Super High Me is giving it away for free – It’s like your mother in that regard. Boosh. I still say Super Jaíme is a better idea.
Singer signs for Superman sequel – I’m going to go out on a limb here and say the bad guys’ plot will involve kryptonite somehow.
First pics of Benicio as Wolf Man – From the director of Hidalgo and Jurassic Park 3. I am Jack’s total ambivalence.
Affleck is Back – Ben Affleck and Gone Baby Gone production team will adapt Marcus Sakey’s The Blade Itself, Gone co-writer Aaron Stockard to adapt. I’d rather see him adapt his wife’s encounter with Gary Busey. Possible title: Last of the Coyote Men.
Redbelt gets a poster – With all these MMA movies coming out, I think it’s important to note that Busey began this trend.

Good God that Wolfman movie is gonna stink worse that week old baby shit. Hopkins looks like he hasn’t seen the green side of a salad in a century and I’ve never been sold on The Bull as that good of an actor.

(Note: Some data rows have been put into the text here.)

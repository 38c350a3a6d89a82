//! Generic RANSAC engine shared by the homography and essential matrix fits.

use rand::prelude::*;
use rand_chacha::ChaCha8Rng;

#[derive(Debug, Clone, PartialEq)]
pub struct RansacConfig {
    /// Residuals strictly below this count as inliers.
    pub threshold: f64,
    pub max_iterations: usize,
    /// Desired probability of drawing at least one all-inlier sample.
    pub confidence: f64,
    pub seed: u64,
}

impl Default for RansacConfig {
    fn default() -> Self {
        Self {
            threshold: 1.0,
            max_iterations: 1000,
            confidence: 0.99,
            seed: 0,
        }
    }
}

#[derive(Debug, Clone)]
pub struct RansacResult<M> {
    pub model: Option<M>,
    pub inliers: Vec<bool>,
    pub num_inliers: usize,
}

impl<M> RansacResult<M> {
    fn empty(n: usize) -> Self {
        RansacResult {
            model: None,
            inliers: vec![false; n],
            num_inliers: 0,
        }
    }
}

/// A model that can be fitted from a minimal sample and scored per datum.
pub trait RobustModel<D> {
    type Model: Clone;

    fn min_sample_size(&self) -> usize;

    /// Fit from `data`; may be called with more than the minimal count for
    /// the final refit on all inliers.
    fn estimate(&self, data: &[&D]) -> Option<Self::Model>;

    fn residual(&self, model: &Self::Model, datum: &D) -> f64;
}

/// Upper bound on consensus refits after sampling.
const MAX_REFITS: usize = 10;

pub struct Ransac {
    config: RansacConfig,
}

/// Iterations needed so that, with inlier ratio `w`, a clean sample of size
/// `k` is drawn with probability `confidence`.
pub fn required_iterations(confidence: f64, inlier_ratio: f64, k: usize) -> usize {
    let good = inlier_ratio.powi(k as i32);
    if good >= 1.0 - f64::EPSILON {
        return 1;
    }
    if good <= f64::EPSILON {
        return usize::MAX;
    }
    let n = (1.0 - confidence).ln() / (1.0 - good).ln();
    if n.is_finite() { n.ceil().max(1.0) as usize } else { usize::MAX }
}

impl Ransac {
    pub fn new(config: RansacConfig) -> Ransac {
        Ransac { config }
    }

    pub fn run<D, E: RobustModel<D>>(&self, estimator: &E, data: &[D]) -> RansacResult<E::Model> {
        let n = data.len();
        let k = estimator.min_sample_size();
        if n < k || k == 0 {
            return RansacResult::empty(n);
        }

        let mut rng = ChaCha8Rng::seed_from_u64(self.config.seed);
        let mut indices: Vec<usize> = (0..n).collect();
        let mut best = RansacResult::empty(n);
        let mut best_cost = f64::INFINITY;
        let mut iterations = self.config.max_iterations;
        let mut i = 0;
        while i < iterations {
            i += 1;
            indices.shuffle(&mut rng);
            let sample: Vec<&D> = indices[..k].iter().map(|&j| &data[j]).collect();
            let Some(model) = estimator.estimate(&sample) else {
                continue;
            };
            let (inliers, num_inliers, cost) = self.score(estimator, &model, data);
            if num_inliers > 0 && cost < best_cost {
                best = RansacResult {
                    model: Some(model),
                    inliers,
                    num_inliers,
                };
                best_cost = cost;
                let needed =
                    required_iterations(self.config.confidence, num_inliers as f64 / n as f64, k);
                iterations = iterations.min(needed);
            }
        }
        log::trace!(
            "ransac: {} / {} inliers after {} iterations",
            best.num_inliers,
            n,
            i
        );

        // Refit on the consensus set until the inlier mask settles.
        for _ in 0..MAX_REFITS {
            if best.num_inliers <= k {
                break;
            }
            let consensus: Vec<&D> = data
                .iter()
                .zip(&best.inliers)
                .filter_map(|(d, &inlier)| inlier.then_some(d))
                .collect();
            let Some(refined) = estimator.estimate(&consensus) else {
                break;
            };
            let (inliers, num_inliers, cost) = self.score(estimator, &refined, data);
            if num_inliers < k || (cost > best_cost && num_inliers < best.num_inliers) {
                break;
            }
            let settled = inliers == best.inliers;
            best = RansacResult {
                model: Some(refined),
                inliers,
                num_inliers,
            };
            best_cost = cost;
            if settled {
                break;
            }
        }
        best
    }

    /// Inlier mask, inlier count and the truncated quadratic (MSAC) cost
    /// `sum(min(r^2, threshold^2))`.
    fn score<D, E: RobustModel<D>>(
        &self,
        estimator: &E,
        model: &E::Model,
        data: &[D],
    ) -> (Vec<bool>, usize, f64) {
        let cap = self.config.threshold * self.config.threshold;
        let mut cost = 0.0;
        let mut num_inliers = 0;
        let inliers = data
            .iter()
            .map(|d| {
                let err = estimator.residual(model, d);
                let inlier = err < self.config.threshold;
                if inlier {
                    num_inliers += 1;
                    cost += err * err;
                } else {
                    cost += cap;
                }
                inlier
            })
            .collect();
        (inliers, num_inliers, cost)
    }
}

#[cfg(test)]
mod tests {
    use super::*;

    /// y = a * x + b
    struct LineFit;

    impl RobustModel<(f64, f64)> for LineFit {
        type Model = (f64, f64);

        fn min_sample_size(&self) -> usize {
            2
        }

        fn estimate(&self, data: &[&(f64, f64)]) -> Option<Self::Model> {
            let n = data.len() as f64;
            let mx = data.iter().map(|p| p.0).sum::<f64>() / n;
            let my = data.iter().map(|p| p.1).sum::<f64>() / n;
            let sxx: f64 = data.iter().map(|p| (p.0 - mx) * (p.0 - mx)).sum();
            if sxx < 1e-12 {
                return None;
            }
            let sxy: f64 = data.iter().map(|p| (p.0 - mx) * (p.1 - my)).sum();
            let a = sxy / sxx;
            Some((a, my - a * mx))
        }

        fn residual(&self, model: &Self::Model, datum: &(f64, f64)) -> f64 {
            (model.0 * datum.0 + model.1 - datum.1).abs()
        }
    }

    #[test]
    fn line_with_outliers() {
        let mut data: Vec<(f64, f64)> = (0..40).map(|i| (i as f64, 2.0 * i as f64 + 1.0)).collect();
        for i in 0..10 {
            data.push((i as f64 * 3.0, 100.0 - i as f64 * 7.0));
        }
        let ransac = Ransac::new(RansacConfig {
            threshold: 0.1,
            max_iterations: 500,
            confidence: 0.999,
            seed: 7,
        });
        let result = ransac.run(&LineFit, &data);
        let (a, b) = result.model.unwrap();
        assert!((a - 2.0).abs() < 1e-9);
        assert!((b - 1.0).abs() < 1e-9);
        assert!(result.num_inliers >= 40);
        assert!(result.inliers[..40].iter().all(|&i| i));
    }

    #[test]
    fn too_little_data() {
        let ransac = Ransac::new(RansacConfig::default());
        let result = ransac.run(&LineFit, &[(0.0, 0.0)]);
        assert!(result.model.is_none());
        assert_eq!(result.inliers, vec![false]);
    }

    #[test]
    fn iteration_bound() {
        assert_eq!(required_iterations(0.99, 1.0, 4), 1);
        assert!(required_iterations(0.99, 0.5, 4) > required_iterations(0.99, 0.9, 4));
        assert_eq!(required_iterations(0.99, 0.0, 4), usize::MAX);
    }
}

He thinks he’s in Payne? How do ya think I feel having read this?
Apparently, Marky Mark gets paid per scowl.
Pictures from the Wolf Man set?
*Chodin thumbs through photographs of a blood-soaked Benicio D*
Wait a second…are you sure this movie isn’t about Darfur?
I don’t know that "begins a hairy moonlight existence." sounds that good. He’s already kinda hairy. Shouldn’t he get teeth and fangs or something? They’re not even trying.
Check out Hopkins in the Del Toro pics.
" You know what you look like to me, with your good bag and your cheap shoes? You look like a rube. A well scrubbed, hustling rube with a little taste. Good nutrition’s given you some length of bone, but you’re not more than one generation from poor white trash, are you, Agent Starling? And that accent you’ve tried so desperately to shed: pure West Virginia. What is your father, dear? Is he a coal miner? Does he stink of the lamp? You know how quickly the boys found you… all those tedious sticky fumblings in the back seats of cars… while you could only dream of getting out… getting anywhere… getting all the way to the FBI."
"Look, here’s some money, now leave me alone, ya bum."
Lance, why are you reporting on a Bret Hart DVD?
Benicio looks like I did that one time I was dared to earn my "red wings." I too, woke up in a park with no clue how I got there.
Sorry Jack! wrong Hitman.
That was Wrestling With Shadows.
Affleck is back, in POG FORM!
I don’t mind them getting away from the comics in the Supes franchise, but that kid can’t be his. Superman’s super ejaculate would pass right through Lois’ womb and blow a hole through the top of her head.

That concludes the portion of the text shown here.